Data supplied:
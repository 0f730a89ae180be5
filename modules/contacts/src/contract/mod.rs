pub mod client;
pub mod error;
pub mod model;

pub use client::ContactsApi;
pub use error::ContactsError;
pub use model::{CallOutcome, Contact, ContactInput};
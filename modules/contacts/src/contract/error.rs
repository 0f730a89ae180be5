use thiserror::Error;
use uuid::Uuid;

/// Errors that are safe to expose to other crates
#[derive(Error, Debug, Clone)]
pub enum ContactsError {
    #[error("Contact not found: {id}")]
    NotFound { id: Uuid },

    #[error("Contact with phone number '{phone_number}' already exists")]
    PhoneNumberTaken { phone_number: String },

    #[error("Contact with email '{email}' already exists")]
    EmailTaken { email: String },

    #[error("Validation error: {message}")]
    Validation { message: String },

    #[error("Internal error")]
    Internal,
}

impl ContactsError {
    pub fn not_found(id: Uuid) -> Self {
        Self::NotFound { id }
    }

    pub fn phone_number_taken(phone_number: String) -> Self {
        Self::PhoneNumberTaken { phone_number }
    }

    pub fn email_taken(email: String) -> Self {
        Self::EmailTaken { email }
    }

    pub fn validation(message: impl Into<String>) -> Self {
        Self::Validation {
            message: message.into(),
        }
    }

    pub fn internal() -> Self {
        Self::Internal
    }
}
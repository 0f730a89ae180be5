pub mod http;
pub mod local;

pub use http::ContactsHttpClient;
pub use local::ContactsLocalClient;
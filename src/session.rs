use std::fmt;

use serde::Serialize;
use tracing::debug;

use crate::recommendation::RecommendationTable;
use crate::{
    classify_performance_level, classify_stress_level, compute_mean, AnswerSet, Catalog,
    Category, Error, Gauge, Level,
};

/// 診断結果
#[derive(Debug, Clone, PartialEq, Serialize)]
pub struct AssessmentResult {
    pub stress_mean: f64,
    pub stress_level: Level,
    pub performance_mean: f64,
    pub performance_level: Level,
    pub recommendation: String,
    pub stress_gauge: Gauge,
    pub performance_gauge: Gauge,
}

/// 平均点の算出、段階の判定、推奨文の取得をまとめて行う
pub fn evaluate(
    stress: &AnswerSet,
    performance: &AnswerSet,
    table: &RecommendationTable,
) -> Result<AssessmentResult, Error> {
    let stress_mean = compute_mean(stress)?;
    let performance_mean = compute_mean(performance)?;
    let stress_level = classify_stress_level(stress_mean);
    let performance_level = classify_performance_level(performance_mean);
    let recommendation = table.lookup(stress_level, performance_level).to_string();
    debug!(
        stress_mean,
        %stress_level,
        performance_mean,
        %performance_level,
        "evaluated assessment"
    );
    Ok(AssessmentResult {
        stress_mean,
        stress_level,
        performance_mean,
        performance_level,
        recommendation,
        stress_gauge: Gauge::for_mean(stress_mean),
        performance_gauge: Gauge::for_mean(performance_mean),
    })
}

#[derive(Debug, Clone, Copy, PartialEq, Eq)]
pub enum Phase {
    CollectingStress,
    CollectingPerformance,
    ShowingResults,
}

impl Phase {
    /// この段階で回答を受け付けるカテゴリ
    pub fn category(&self) -> Option<Category> {
        match self {
            Phase::CollectingStress => Some(Category::Stress),
            Phase::CollectingPerformance => Some(Category::Performance),
            Phase::ShowingResults => None,
        }
    }
}

impl fmt::Display for Phase {
    fn fmt(&self, f: &mut fmt::Formatter<'_>) -> fmt::Result {
        match self {
            Phase::CollectingStress => write!(f, "collecting stress answers"),
            Phase::CollectingPerformance => write!(f, "collecting performance answers"),
            Phase::ShowingResults => write!(f, "showing results"),
        }
    }
}

/// 1回分の診断
///
/// ストレス設問、パフォーマンス設問、結果表示の順に進む。`reset` でいつでも最初に戻る。
#[derive(Debug, Clone)]
pub struct Assessment<'a> {
    catalog: &'a Catalog,
    table: &'a RecommendationTable,
    phase: Phase,
    stress: AnswerSet,
    performance: AnswerSet,
    result: Option<AssessmentResult>,
}

impl<'a> Assessment<'a> {
    pub fn new(catalog: &'a Catalog, table: &'a RecommendationTable) -> Self {
        Self {
            catalog,
            table,
            phase: Phase::CollectingStress,
            stress: catalog.empty_answer_set(Category::Stress),
            performance: catalog.empty_answer_set(Category::Performance),
            result: None,
        }
    }

    pub fn phase(&self) -> Phase {
        self.phase
    }

    pub fn stress_answers(&self) -> &AnswerSet {
        &self.stress
    }

    pub fn performance_answers(&self) -> &AnswerSet {
        &self.performance
    }

    pub fn result(&self) -> Option<&AssessmentResult> {
        self.result.as_ref()
    }

    /// 現在の段階のカテゴリに回答を格納する
    pub fn answer(&mut self, key: &str, score: u8) -> Result<(), Error> {
        match self.phase {
            Phase::CollectingStress => self.stress.insert(key, score),
            Phase::CollectingPerformance => self.performance.insert(key, score),
            Phase::ShowingResults => Err(Error::WrongPhase {
                action: "answer",
                phase: self.phase,
            }),
        }
    }

    pub fn continue_to_performance(&mut self) -> Result<(), Error> {
        if self.phase != Phase::CollectingStress {
            return Err(Error::WrongPhase {
                action: "continue to performance",
                phase: self.phase,
            });
        }
        self.stress.ensure_complete()?;
        debug!(answers = self.stress.len(), "stress assessment complete");
        self.phase = Phase::CollectingPerformance;
        Ok(())
    }

    pub fn calculate_results(&mut self) -> Result<&AssessmentResult, Error> {
        if self.phase != Phase::CollectingPerformance {
            return Err(Error::WrongPhase {
                action: "calculate results",
                phase: self.phase,
            });
        }
        self.performance.ensure_complete()?;
        let result = evaluate(&self.stress, &self.performance, self.table)?;
        self.phase = Phase::ShowingResults;
        Ok(&*self.result.insert(result))
    }

    /// 回答を破棄して最初からやり直す
    pub fn reset(&mut self) {
        debug!(phase = %self.phase, "assessment reset");
        self.stress = self.catalog.empty_answer_set(Category::Stress);
        self.performance = self.catalog.empty_answer_set(Category::Performance);
        self.result = None;
        self.phase = Phase::CollectingStress;
    }
}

What needs to be done: Your task is to copy each line from the material above that includes the word "Option".

Your solution:
    pub fn category(&self) -> Option<Category> {
    result: Option<AssessmentResult>,
    pub fn result(&self) -> Option<&AssessmentResult> {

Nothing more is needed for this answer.